== WHAT THE TASK REQUIRES ==
All of the entries below should be copied exactly as they appear.

== Stored items ==
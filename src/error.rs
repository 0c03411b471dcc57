//! Error types for the menu system
//!
//! This module defines error types for construction and validation
//! ([`BuilderError`]), character display operations ([`Error`]) and saving or
//! loading menu state ([`PersistError`]).
//!
//! ## Error Types
//!
//! - [`BuilderError`] - Errors while building configuration, numbers and lists
//! - [`Error`] - Runtime errors during character display operations
//! - [`PersistError`] - Errors while saving or loading menu state
//! - [`InterfaceError`](crate::interface::InterfaceError) - Low-level GPIO errors
//!
//! ## Example
//!
//! ```
//! use synthmenu::{Builder, BuilderError, Dimensions};
//!
//! // Missing dimensions
//! let result = Builder::new().build();
//! assert!(matches!(result, Err(BuilderError::MissingDimensions)));
//!
//! // A single line can't show a menu
//! let result = Dimensions::new(16, 1);
//! assert!(result.is_err());
//! ```

use crate::interface::LcdInterface;

/// Errors that can occur when driving a character display
///
/// Generic over the interface type to preserve the specific error type.
#[derive(Debug)]
pub enum Error<I: LcdInterface> {
    /// Interface error (GPIO)
    ///
    /// Wraps the underlying hardware error from the [`LcdInterface`] implementation.
    Interface(I::Error),
    /// Cursor position outside the display
    InvalidPosition {
        /// Requested column
        column: u8,
        /// Requested line
        line: u8,
    },
}

impl<I: LcdInterface> core::fmt::Display for Error<I> {
    fn fmt(&self, f: &mut core::fmt::Formatter<'_>) -> core::fmt::Result {
        match self {
            Self::Interface(_) => write!(f, "Interface error"),
            Self::InvalidPosition { column, line } => {
                write!(f, "Invalid cursor position: column {column}, line {line}")
            }
        }
    }
}

impl<I: LcdInterface + core::fmt::Debug> core::error::Error for Error<I> {}

/// Errors that can occur when building configuration or items
///
/// These errors occur before anything is drawn.
#[derive(Debug, PartialEq)]
pub enum BuilderError {
    /// Dimensions were not specified
    ///
    /// [`Builder::dimensions()`](crate::config::Builder::dimensions) must be called before building.
    MissingDimensions,
    /// Invalid character display dimensions
    ///
    /// See [`Dimensions::new()`](crate::config::Dimensions::new) for constraints.
    InvalidDimensions {
        /// Characters per line requested
        columns: u8,
        /// Number of lines requested
        lines: u8,
    },
    /// Graphic display too short to show a title and two items
    TooFewLines {
        /// Number of item lines that would fit
        lines: u32,
    },
    /// Graphic display too narrow for a row and the scrollbar
    TooNarrow {
        /// Width of the display in pixels
        width: u32,
    },
    /// Number range is empty or not finite
    InvalidRange {
        /// Lower bound requested
        minimum: f32,
        /// Upper bound requested
        maximum: f32,
    },
    /// Step is zero, negative or not finite
    InvalidStep {
        /// Step requested
        step: f32,
    },
    /// Smoothing exponent of zero
    InvalidSmoothing,
    /// List without entries
    EmptyList,
}

impl core::fmt::Display for BuilderError {
    fn fmt(&self, f: &mut core::fmt::Formatter<'_>) -> core::fmt::Result {
        match self {
            Self::MissingDimensions => write!(f, "Dimensions must be specified"),
            Self::InvalidDimensions { columns, lines } => write!(
                f,
                "Invalid dimensions {columns}x{lines} (columns {}..={}, lines {}..={})",
                crate::config::MIN_COLUMNS,
                crate::config::MAX_COLUMNS,
                crate::config::MIN_LINES,
                crate::config::MAX_LINES,
            ),
            Self::TooFewLines { lines } => {
                write!(f, "Display fits {lines} item lines, at least 2 are required")
            }
            Self::TooNarrow { width } => {
                write!(f, "Display is {width} pixels wide, too narrow for menu rows")
            }
            Self::InvalidRange { minimum, maximum } => {
                write!(f, "Invalid range: minimum {minimum}, maximum {maximum}")
            }
            Self::InvalidStep { step } => write!(f, "Invalid step: {step}"),
            Self::InvalidSmoothing => write!(f, "Smoothing exponent must be at least 1"),
            Self::EmptyList => write!(f, "List must have at least one entry"),
        }
    }
}

impl core::error::Error for BuilderError {}

/// Errors that can occur when saving or loading menu state
#[derive(Debug)]
pub enum PersistError {
    /// File path without a `.json` extension
    InvalidExtension,
    /// Nothing to save
    Empty,
    /// JSON document that is not an object
    NotAnObject,
    /// Malformed JSON or serialization failure
    Json(serde_json::Error),
    /// File system error
    #[cfg(feature = "std")]
    Io(std::io::Error),
}

impl core::fmt::Display for PersistError {
    fn fmt(&self, f: &mut core::fmt::Formatter<'_>) -> core::fmt::Result {
        match self {
            Self::InvalidExtension => write!(f, "File path must have a .json extension"),
            Self::Empty => write!(f, "Menu has no data to save"),
            Self::NotAnObject => write!(f, "Menu data must be a JSON object"),
            Self::Json(e) => write!(f, "JSON error: {e}"),
            #[cfg(feature = "std")]
            Self::Io(e) => write!(f, "I/O error: {e}"),
        }
    }
}

impl core::error::Error for PersistError {}

impl From<serde_json::Error> for PersistError {
    fn from(error: serde_json::Error) -> Self {
        Self::Json(error)
    }
}

#[cfg(feature = "std")]
impl From<std::io::Error> for PersistError {
    fn from(error: std::io::Error) -> Self {
        Self::Io(error)
    }
}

== WRITTEN SOLUTION ==
filename src/error.rs
repository 0c03411b471dcc57
//! Error types for the menu system
//!
//! This module defines error types for construction and validation
//! ([`BuilderError`]), character display operations ([`Error`]) and saving or
//! loading menu state ([`PersistError`]).
//!
//! ## Error Types
//!
//! - [`BuilderError`] - Errors while building configuration, numbers and lists
//! - [`Error`] - Runtime errors during character display operations
//! - [`PersistError`] - Errors while saving or loading menu state
//! - [`InterfaceError`](crate::interface::InterfaceError) - Low-level GPIO errors
//!
//! ## Example
//!
//! ```
//! use synthmenu::{Builder, BuilderError, Dimensions};
//!
//! // Missing dimensions
//! let result = Builder::new().build();
//! assert!(matches!(result, Err(BuilderError::MissingDimensions)));
//!
//! // A single line can't show a menu
//! let result = Dimensions::new(16, 1);
//! assert!(result.is_err());
//! ```

use crate::interface::LcdInterface;

/// Errors that can occur when driving a character display
///
/// Generic over the interface type to preserve the specific error type.
#[derive(Debug)]
pub enum Error<I: LcdInterface> {
    /// Interface error (GPIO)
    ///
    /// Wraps the underlying hardware error from the [`LcdInterface`] implementation.
    Interface(I::Error),
    /// Cursor position outside the display
    InvalidPosition {
        /// Requested column
        column: u8,
        /// Requested line
        line: u8,
    },
}

impl<I: LcdInterface> core::fmt::Display for Error<I> {
    fn fmt(&self, f: &mut core::fmt::Formatter<'_>) -> core::fmt::Result {
        match self {
            Self::Interface(_) => write!(f, "Interface error"),
            Self::InvalidPosition { column, line } => {
                write!(f, "Invalid cursor position: column {column}, line {line}")
            }
        }
    }
}

impl<I: LcdInterface + core::fmt::Debug> core::error::Error for Error<I> {}

/// Errors that can occur when building configuration or items
///
/// These errors occur before anything is drawn.
#[derive(Debug, PartialEq)]
pub enum BuilderError {
    /// Dimensions were not specified
    ///
    /// [`Builder::dimensions()`](crate::config::Builder::dimensions) must be called before building.
    MissingDimensions,
    /// Invalid character display dimensions
    ///
    /// See [`Dimensions::new()`](crate::config::Dimensions::new) for constraints.
    InvalidDimensions {
        /// Characters per line requested
        columns: u8,
        /// Number of lines requested
        lines: u8,
    },
    /// Graphic display too short to show a title and two items
    TooFewLines {
        /// Number of item lines that would fit
        lines: u32,
    },
    /// Graphic display too narrow for a row and the scrollbar
    TooNarrow {
        /// Width of the display in pixels
        width: u32,
    },
    /// Number range is empty or not finite
    InvalidRange {
        /// Lower bound requested
        minimum: f32,
        /// Upper bound requested
        maximum: f32,
    },
    /// Step is zero, negative or not finite
    InvalidStep {
        /// Step requested
        step: f32,
    },
    /// Smoothing exponent of zero
    InvalidSmoothing,
    /// List without entries
    EmptyList,
}

impl core::fmt::Display for BuilderError {
    fn fmt(&self, f: &mut core::fmt::Formatter<'_>) -> core::fmt::Result {
        match self {
            Self::MissingDimensions => write!(f, "Dimensions must be specified"),
            Self::InvalidDimensions { columns, lines } => write!(
                f,
                "Invalid dimensions {columns}x{lines} (columns {}..={}, lines {}..={})",
                crate::config::MIN_COLUMNS,
                crate::config::MAX_COLUMNS,
                crate::config::MIN_LINES,
                crate::config::MAX_LINES,
            ),
            Self::TooFewLines { lines } => {
                write!(f, "Display fits {lines} item lines, at least 2 are required")
            }
            Self::TooNarrow { width } => {
                write!(f, "Display is {width} pixels wide, too narrow for menu rows")
            }
            Self::InvalidRange { minimum, maximum } => {
                write!(f, "Invalid range: minimum {minimum}, maximum {maximum}")
            }
            Self::InvalidStep { step } => write!(f, "Invalid step: {step}"),
            Self::InvalidSmoothing => write!(f, "Smoothing exponent must be at least 1"),
            Self::EmptyList => write!(f, "List must have at least one entry"),
        }
    }
}

impl core::error::Error for BuilderError {}

/// Errors that can occur when saving or loading menu state
#[derive(Debug)]
pub enum PersistError {
    /// File path without a `.json` extension
    InvalidExtension,
    /// Nothing to save
    Empty,
    /// JSON document that is not an object
    NotAnObject,
    /// Malformed JSON or serialization failure
    Json(serde_json::Error),
    /// File system error
    #[cfg(feature = "std")]
    Io(std::io::Error),
}

impl core::fmt::Display for PersistError {
    fn fmt(&self, f: &mut core::fmt::Formatter<'_>) -> core::fmt::Result {
        match self {
            Self::InvalidExtension => write!(f, "File path must have a .json extension"),
            Self::Empty => write!(f, "Menu has no data to save"),
            Self::NotAnObject => write!(f, "Menu data must be a JSON object"),
            Self::Json(e) => write!(f, "JSON error: {e}"),
            #[cfg(feature = "std")]
            Self::Io(e) => write!(f, "I/O error: {e}"),
        }
    }
}

impl core::error::Error for PersistError {}

impl From<serde_json::Error> for PersistError {
    fn from(error: serde_json::Error) -> Self {
        Self::Json(error)
    }
}

#[cfg(feature = "std")]
impl From<std::io::Error> for PersistError {
    fn from(error: std::io::Error) -> Self {
        Self::Io(error)
    }
}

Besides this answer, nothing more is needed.